LAGOS — A high-profile Nigerian government minister on Sunday accused people surrounding the country's ailing president of sneaking him back into the oil-rich nation for their own gain after his lengthy hospitalization abroad.
Information Minister Dora Akunyili also told the Nigerian newspaper ThisDay that no one has seen President Umaru Yar'Adua besides his wife and few other trusted aides since he returned Wednesday — not even the nation's acting president.
Yar'Adua, 58, arrived in Nigeria under the cover of darkness at the nation's capital airport, an adviser said, apparently leaving in an ambulance escorted by a heavily armed military guard. He had left the country Nov. 23 and spent three months at a Saudi hospital, where his physician said he had been diagnosed with acute pericarditis, an inflammation of the sac surrounding the heart.
The information minister accused people around him of "gaining from the confusion."
"The cabals want to continue with their usual statement of 'The president said this and you must comply.' They want to continue dishing out instructions even when the president did not say so," she told the newspaper in an interview published Sunday. "These cabals should please stop heating up the system and allow President Yar'Adua to recover."

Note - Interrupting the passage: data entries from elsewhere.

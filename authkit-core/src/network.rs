//! The network client interface the flow controller is written against.

use async_trait::async_trait;
use serde::Deserialize;
use thiserror::Error;

use crate::error::AuthError;
use crate::identifier::{ConnectionType, Identifier};
use crate::token::{PasswordlessHandle, Token};

/// Account status for an identifier, as reported by the status endpoint.
#[derive(Debug, Clone, Copy, PartialEq, Eq, Deserialize)]
pub struct AccountStatus {
    /// Whether an account already exists for the identifier.
    pub exists: bool,
    /// Whether the identifier is available for signup.
    pub available: bool,
    /// Whether the existing account has a verified identifier.
    #[serde(default)]
    pub verified: bool,
}

/// Failure reported by a network client implementation.
///
/// Transport failures and endpoint failures are kept apart so the flow
/// controller can map them onto the caller-facing error taxonomy.
#[derive(Debug, Error, Clone, PartialEq, Eq)]
pub enum ApiError {
    /// The request never produced a response (connectivity, timeout).
    #[error("network error: {error}")]
    Network {
        /// Description of the transport failure.
        error: String,
    },
    /// The endpoint responded with a failure status.
    #[error("server responded with {status}: {error}")]
    Server {
        /// HTTP status code of the response.
        status: u16,
        /// Response body or failure description.
        error: String,
    },
}

impl From<ApiError> for AuthError {
    fn from(error: ApiError) -> Self {
        match error {
            ApiError::Network { error } => Self::NetworkError { error },
            ApiError::Server { status, error } => Self::ServerError {
                code: status,
                error,
            },
        }
    }
}

/// Opaque network client for the passwordless protocol endpoints.
///
/// Implementations own transport concerns entirely: marshalling, TLS,
/// timeouts and retry/backoff policy. The flow controller only sees typed
/// results or an [`ApiError`].
#[async_trait]
pub trait NetworkClient: Send + Sync {
    /// Looks up the account status of `identifier`.
    async fn check_account_status(
        &self,
        identifier: &Identifier,
    ) -> Result<AccountStatus, ApiError>;

    /// Dispatches a one-time code to `identifier`, returning the handle that
    /// correlates the later resend/verify calls.
    async fn request_code(
        &self,
        client_id: &str,
        identifier: &Identifier,
        connection: ConnectionType,
        locale: &str,
    ) -> Result<PasswordlessHandle, ApiError>;

    /// Re-dispatches the code for a previously issued handle. The endpoint
    /// returns a replacement handle.
    async fn resend_code(
        &self,
        client_id: &str,
        handle: &PasswordlessHandle,
    ) -> Result<PasswordlessHandle, ApiError>;

    /// Exchanges an identifier, code and handle for a token.
    async fn verify_code(
        &self,
        client_id: &str,
        identifier: &Identifier,
        code: &str,
        handle: &PasswordlessHandle,
    ) -> Result<Token, ApiError>;

    /// Exchanges an authorization code for a token.
    async fn exchange_token(&self, client_id: &str, auth_code: &str) -> Result<Token, ApiError>;
}
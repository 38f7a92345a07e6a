//! Core authentication primitives for AuthKit.
//!
//! This crate implements the authentication session and token lifecycle:
//! the passwordless identifier-verification flow as an explicit state
//! machine ([`PasswordlessFlowController`]), versioned token persistence
//! with backward-compatible reads ([`storage::TokenStore`]), the single
//! authoritative session ([`SessionManager`]) and in-process lifecycle
//! notifications ([`EventBus`]).
//!
//! Transport, UI and platform glue live outside this crate: the network is
//! an injected [`NetworkClient`] (a reqwest-backed [`HttpNetworkClient`] is
//! provided), persistence is an injected [`authkit_store::KvBackend`], and
//! legacy credential decryption is an injected [`storage::LegacyDecrypt`].

mod error;
pub use error::*;

mod token;
pub use token::*;

mod identifier;
pub use identifier::*;

mod events;
pub use events::*;

mod network;
pub use network::*;

mod http;
pub use http::*;

mod session;
pub use session::*;

mod flow;
pub use flow::*;

pub mod storage;
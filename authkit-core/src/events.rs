//! In-process publish/subscribe for session lifecycle events.

use std::panic::{catch_unwind, AssertUnwindSafe};
use std::sync::atomic::{AtomicU64, Ordering};
use std::sync::{Arc, Mutex, PoisonError};

use crate::token::Token;

/// Session lifecycle notification.
#[derive(Debug, Clone)]
pub enum SessionEvent {
    /// A new session was installed.
    SessionChanged {
        /// The token backing the new session.
        token: Token,
    },
    /// The session was torn down.
    LoggedOut {
        /// Subject identifier of the session that ended; empty when no
        /// session was active at logout time.
        user_id: String,
    },
    /// The session's token was replaced by a refresh.
    TokenRefreshed {
        /// Subject identifier of the refreshed session.
        user_id: String,
    },
}

/// Event kind a subscriber registers interest in.
#[derive(Debug, Clone, Copy, PartialEq, Eq)]
pub enum Topic {
    /// [`SessionEvent::SessionChanged`] events.
    SessionChanged,
    /// [`SessionEvent::LoggedOut`] events.
    LoggedOut,
    /// [`SessionEvent::TokenRefreshed`] events.
    TokenRefreshed,
}

impl SessionEvent {
    /// The topic this event is published under.
    #[must_use]
    pub const fn topic(&self) -> Topic {
        match self {
            Self::SessionChanged { .. } => Topic::SessionChanged,
            Self::LoggedOut { .. } => Topic::LoggedOut,
            Self::TokenRefreshed { .. } => Topic::TokenRefreshed,
        }
    }
}

/// Identifies a registered subscriber; pass back to
/// [`EventBus::unsubscribe`] to deregister.
#[derive(Debug, Clone, Copy, PartialEq, Eq)]
pub struct SubscriptionHandle(u64);

type Handler = Arc<dyn Fn(&SessionEvent) + Send + Sync>;

struct Subscriber {
    id: u64,
    topic: Topic,
    handler: Handler,
}

/// Synchronous in-process event channel, scoped to the owning process.
///
/// Delivery is in subscription order on the publishing thread. A panicking
/// handler is isolated and logged; it never prevents delivery to later
/// subscribers.
#[derive(Default)]
pub struct EventBus {
    subscribers: Mutex<Vec<Subscriber>>,
    next_id: AtomicU64,
}

impl EventBus {
    /// Creates an empty bus.
    #[must_use]
    pub fn new() -> Self {
        Self::default()
    }

    fn lock(&self) -> std::sync::MutexGuard<'_, Vec<Subscriber>> {
        self.subscribers
            .lock()
            .unwrap_or_else(PoisonError::into_inner)
    }

    /// Registers `handler` for events published under `topic`.
    pub fn subscribe<F>(&self, topic: Topic, handler: F) -> SubscriptionHandle
    where
        F: Fn(&SessionEvent) + Send + Sync + 'static,
    {
        let id = self.next_id.fetch_add(1, Ordering::Relaxed);
        self.lock().push(Subscriber {
            id,
            topic,
            handler: Arc::new(handler),
        });
        SubscriptionHandle(id)
    }

    /// Removes the subscriber identified by `handle`. Unknown handles are a
    /// no-op.
    pub fn unsubscribe(&self, handle: &SubscriptionHandle) {
        self.lock().retain(|s| s.id != handle.0);
    }

    /// Delivers `event` synchronously to all current subscribers of its
    /// topic, in subscription order.
    pub fn publish(&self, event: &SessionEvent) {
        let topic = event.topic();
        let handlers: Vec<Handler> = self
            .lock()
            .iter()
            .filter(|s| s.topic == topic)
            .map(|s| Arc::clone(&s.handler))
            .collect();

        for handler in handlers {
            if catch_unwind(AssertUnwindSafe(|| handler(event))).is_err() {
                tracing::warn!(?topic, "session event handler panicked");
            }
        }
    }
}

Reached Sunday by The Associated Press, Akunyili confirmed she made the remarks in the interview, but declined to discuss them.
"I have made my point. It is clear," she said. "I don't want to talk on that matter any more."

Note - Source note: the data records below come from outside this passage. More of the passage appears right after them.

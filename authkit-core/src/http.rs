//! Default reqwest-backed implementation of [`NetworkClient`].

use std::time::{Duration, SystemTime, UNIX_EPOCH};

use async_trait::async_trait;
use backon::{ExponentialBuilder, Retryable};
use reqwest::{Method, RequestBuilder, Response};
use serde::Deserialize;

use crate::identifier::{ConnectionType, Identifier, IdentifierKind};
use crate::network::{AccountStatus, ApiError, NetworkClient};
use crate::token::{PasswordlessHandle, Token};

/// A simple wrapper on an HTTP client for making requests. Sets sensible
/// defaults such as timeouts, user-agent & ensuring HTTPS, and applies retry
/// middleware for transient failures.
struct Request {
    client: reqwest::Client,
    timeout: Duration,
    max_retries: u32,
}

impl Request {
    fn new() -> Self {
        let client = reqwest::Client::new();
        let timeout = Duration::from_secs(5);
        let max_retries = 3; // total attempts = 4
        Self {
            client,
            timeout,
            max_retries,
        }
    }

    /// Creates a request builder with defaults applied.
    fn req(&self, method: Method, url: &str) -> RequestBuilder {
        #[cfg(not(test))]
        assert!(url.starts_with("https"));

        self.client.request(method, url).timeout(self.timeout).header(
            "User-Agent",
            format!("authkit-core/{}", env!("CARGO_PKG_VERSION")),
        )
    }

    fn get(&self, url: &str) -> RequestBuilder {
        self.req(Method::GET, url)
    }

    fn post(&self, url: &str) -> RequestBuilder {
        self.req(Method::POST, url)
    }

    /// Sends a request built by `get`/`post`, retrying transient failures
    /// with exponential backoff.
    async fn handle(&self, request_builder: RequestBuilder) -> Result<Response, ApiError> {
        let Some(template) = request_builder.try_clone() else {
            return execute_request_builder(request_builder)
                .await
                .map_err(Into::into);
        };

        let backoff = ExponentialBuilder::default()
            .with_min_delay(Duration::from_millis(200))
            .with_max_delay(Duration::from_secs(2))
            .with_max_times(self.max_retries as usize);

        (|| async {
            let request_builder = template.try_clone().ok_or_else(|| {
                RequestHandleError::permanent(
                    None,
                    "request cannot be retried because it is not cloneable".to_string(),
                )
            })?;
            execute_request_builder(request_builder).await
        })
        .retry(backoff)
        .when(RequestHandleError::is_retryable)
        .await
        .map_err(Into::into)
    }
}

#[derive(Debug)]
struct RequestHandleError {
    status: Option<u16>,
    error: String,
    retryable: bool,
}

impl RequestHandleError {
    const fn retryable(status: Option<u16>, error: String) -> Self {
        Self {
            status,
            error,
            retryable: true,
        }
    }

    const fn permanent(status: Option<u16>, error: String) -> Self {
        Self {
            status,
            error,
            retryable: false,
        }
    }

    const fn is_retryable(&self) -> bool {
        self.retryable
    }
}

impl From<RequestHandleError> for ApiError {
    fn from(value: RequestHandleError) -> Self {
        match value.status {
            Some(status) => Self::Server {
                status,
                error: value.error,
            },
            None => Self::Network { error: value.error },
        }
    }
}

async fn execute_request_builder(
    request_builder: RequestBuilder,
) -> Result<Response, RequestHandleError> {
    let (client, request) = request_builder.build_split();
    let request = request.map_err(|err| {
        RequestHandleError::permanent(None, format!("request build failed: {err}"))
    })?;

    match client.execute(request).await {
        Ok(resp) => {
            let status = resp.status().as_u16();
            if status == 429 || (500..600).contains(&status) {
                return Err(RequestHandleError::retryable(
                    Some(status),
                    format!("request error with bad status code {status}"),
                ));
            }
            Ok(resp)
        }
        Err(err) => {
            if err.is_timeout() || err.is_connect() {
                return Err(RequestHandleError::retryable(
                    None,
                    format!("request timeout/connect error: {err}"),
                ));
            }
            Err(RequestHandleError::permanent(
                None,
                format!("request failed: {err}"),
            ))
        }
    }
}

/// [`NetworkClient`] speaking the passwordless HTTP API.
pub struct HttpNetworkClient {
    request: Request,
    base_url: String,
}

/// Responses from the status endpoint are wrapped in a `data` container.
#[derive(Deserialize)]
struct ApiContainer<T> {
    data: T,
}

/// Token payload as it appears on the wire; expiry is relative.
#[derive(Deserialize)]
struct TokenPayload {
    access_token: String,
    #[serde(default)]
    refresh_token: Option<String>,
    user_id: String,
    expires_in: u64,
    #[serde(default)]
    scope: Option<String>,
    #[serde(default)]
    token_type: Option<String>,
}

impl TokenPayload {
    fn into_token(self, now: u64) -> Token {
        Token {
            access_token: self.access_token,
            refresh_token: self.refresh_token,
            user_id: self.user_id,
            expires_at: now.saturating_add(self.expires_in),
            scope: self.scope,
            token_type: self.token_type,
        }
    }
}

fn unix_now() -> u64 {
    SystemTime::now()
        .duration_since(UNIX_EPOCH)
        .map(|d| d.as_secs())
        .unwrap_or_default()
}

async fn parse_json<T: serde::de::DeserializeOwned>(response: Response) -> Result<T, ApiError> {
    let status = response.status().as_u16();
    if !(200..300).contains(&status) {
        let error = response.text().await.unwrap_or_default();
        return Err(ApiError::Server { status, error });
    }
    response.json::<T>().await.map_err(|err| ApiError::Server {
        status,
        error: format!("malformed response body: {err}"),
    })
}

impl HttpNetworkClient {
    /// Creates a client against `base_url` (scheme and host, no trailing
    /// slash).
    #[must_use]
    pub fn new(base_url: impl Into<String>) -> Self {
        Self {
            request: Request::new(),
            base_url: base_url.into(),
        }
    }

    fn url(&self, path: &str) -> String {
        format!("{}{path}", self.base_url)
    }
}

#[async_trait]
impl NetworkClient for HttpNetworkClient {
    async fn check_account_status(
        &self,
        identifier: &Identifier,
    ) -> Result<AccountStatus, ApiError> {
        let (path, param) = match identifier.kind {
            IdentifierKind::Email => ("/api/2/email_status", "email"),
            IdentifierKind::Phone => ("/api/2/phone_status", "phone"),
        };
        let builder = self
            .request
            .get(&self.url(path))
            .query(&[(param, identifier.value.as_str())]);
        let response = self.request.handle(builder).await?;
        let container: ApiContainer<AccountStatus> = parse_json(response).await?;
        Ok(container.data)
    }

    async fn request_code(
        &self,
        client_id: &str,
        identifier: &Identifier,
        connection: ConnectionType,
        locale: &str,
    ) -> Result<PasswordlessHandle, ApiError> {
        let identifier_param = match identifier.kind {
            IdentifierKind::Email => "email",
            IdentifierKind::Phone => "phone_number",
        };
        let builder = self.request.post(&self.url("/passwordless/start")).form(&[
            ("client_id", client_id),
            ("connection", &connection.to_string()),
            ("locale", locale),
            (identifier_param, identifier.value.as_str()),
        ]);
        let response = self.request.handle(builder).await?;
        parse_json(response).await
    }

    async fn resend_code(
        &self,
        client_id: &str,
        handle: &PasswordlessHandle,
    ) -> Result<PasswordlessHandle, ApiError> {
        let builder = self.request.post(&self.url("/passwordless/resend")).form(&[
            ("client_id", client_id),
            ("passwordless_token", handle.value.as_str()),
        ]);
        let response = self.request.handle(builder).await?;
        parse_json(response).await
    }

    async fn verify_code(
        &self,
        client_id: &str,
        identifier: &Identifier,
        code: &str,
        handle: &PasswordlessHandle,
    ) -> Result<Token, ApiError> {
        let builder = self.request.post(&self.url("/oauth/token")).form(&[
            ("client_id", client_id),
            ("grant_type", "passwordless"),
            ("identifier", identifier.value.as_str()),
            ("code", code),
            ("passwordless_token", handle.value.as_str()),
        ]);
        let response = self.request.handle(builder).await?;
        let payload: TokenPayload = parse_json(response).await?;
        Ok(payload.into_token(unix_now()))
    }

    async fn exchange_token(&self, client_id: &str, auth_code: &str) -> Result<Token, ApiError> {
        let builder = self.request.post(&self.url("/oauth/token")).form(&[
            ("client_id", client_id),
            ("grant_type", "authorization_code"),
            ("code", auth_code),
        ]);
        let response = self.request.handle(builder).await?;
        let payload: TokenPayload = parse_json(response).await?;
        Ok(payload.into_token(unix_now()))
    }
}

#[cfg(test)]
mod tests {
    use super::*;

    #[tokio::test]
    async fn test_check_account_status_parses_container() {
        let mut server = mockito::Server::new_async().await;
        let mock = server
            .mock("GET", "/api/2/email_status")
            .match_query(mockito::Matcher::UrlEncoded(
                "email".into(),
                "a@b.com".into(),
            ))
            .with_status(200)
            .with_body(r#"{"data":{"exists":true,"available":false,"verified":true}}"#)
            .create_async()
            .await;

        let client = HttpNetworkClient::new(server.url());
        let status = client
            .check_account_status(&Identifier::email("a@b.com"))
            .await
            .expect("status");
        assert!(status.exists);
        assert!(!status.available);
        assert!(status.verified);
        mock.assert_async().await;
    }

    #[tokio::test]
    async fn test_request_code_returns_handle() {
        let mut server = mockito::Server::new_async().await;
        let mock = server
            .mock("POST", "/passwordless/start")
            .with_status(200)
            .with_body(r#"{"passwordless_token":"plt-1"}"#)
            .create_async()
            .await;

        let client = HttpNetworkClient::new(server.url());
        let handle = client
            .request_code("cid", &Identifier::email("a@b.com"), ConnectionType::Email, "en-US")
            .await
            .expect("handle");
        assert_eq!(handle, PasswordlessHandle::new("plt-1"));
        mock.assert_async().await;
    }

    #[tokio::test]
    async fn test_verify_code_converts_relative_expiry() {
        let mut server = mockito::Server::new_async().await;
        let _mock = server
            .mock("POST", "/oauth/token")
            .with_status(200)
            .with_body(
                r#"{"access_token":"at","refresh_token":"rt","user_id":"u1","expires_in":600,"token_type":"Bearer"}"#,
            )
            .create_async()
            .await;

        let client = HttpNetworkClient::new(server.url());
        let before = unix_now();
        let token = client
            .verify_code(
                "cid",
                &Identifier::email("a@b.com"),
                "123456",
                &PasswordlessHandle::new("plt-1"),
            )
            .await
            .expect("token");
        assert_eq!(token.user_id, "u1");
        assert!(token.expires_at >= before + 600);
        assert!(token.is_valid(before));
    }

    #[tokio::test]
    async fn test_client_error_status_maps_to_server_error() {
        let mut server = mockito::Server::new_async().await;
        let _mock = server
            .mock("POST", "/passwordless/resend")
            .with_status(400)
            .with_body("bad request")
            .create_async()
            .await;

        let client = HttpNetworkClient::new(server.url());
        let err = client
            .resend_code("cid", &PasswordlessHandle::new("plt-1"))
            .await
            .unwrap_err();
        assert_eq!(
            err,
            ApiError::Server {
                status: 400,
                error: "bad request".into()
            }
        );
    }
}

Yar'Adua left Nigeria without formally putting Vice President Goodluck Jonathan in charge as required by the constitution, launching a political crisis in the young democracy. With no sign of Yar'Adua returning, lawmakers voted Feb. 9 to install Jonathan, a Christian from the country's south, to stand in for the president, a Muslim from the north.
Many worry Yar'Adua's return could start another political crisis. Even Akunyili, who serves as the government's chief spokeswoman, said she too had a hard time separating fact from rumor.
"The rumor around our president is very discomforting. One group said he never came back because they have shrouded everything in secrecy and when there is a vacuum, rumors take over," she told the newspaper. "Another group said that he came back and he's still in the ambulance. Another group said that he had been carried into the house.
"There are three different stories and as at today, it is difficult to argue with anybody to say you are lying because I don't know the truth."
Turai Yar'Adua, the president's wife, apparently has tight control over who actually sees the president, who has a long history of kidney problems and poor health.
Akunyili had previously circulated a memo to the federal cabinet calling on it to install Jonathan as acting president — providing a public voice to those discontent with Yar'Adua's long absence from the country.
The federal cabinet meets again Wednesday, when they may take up Yar'Adua's sudden return.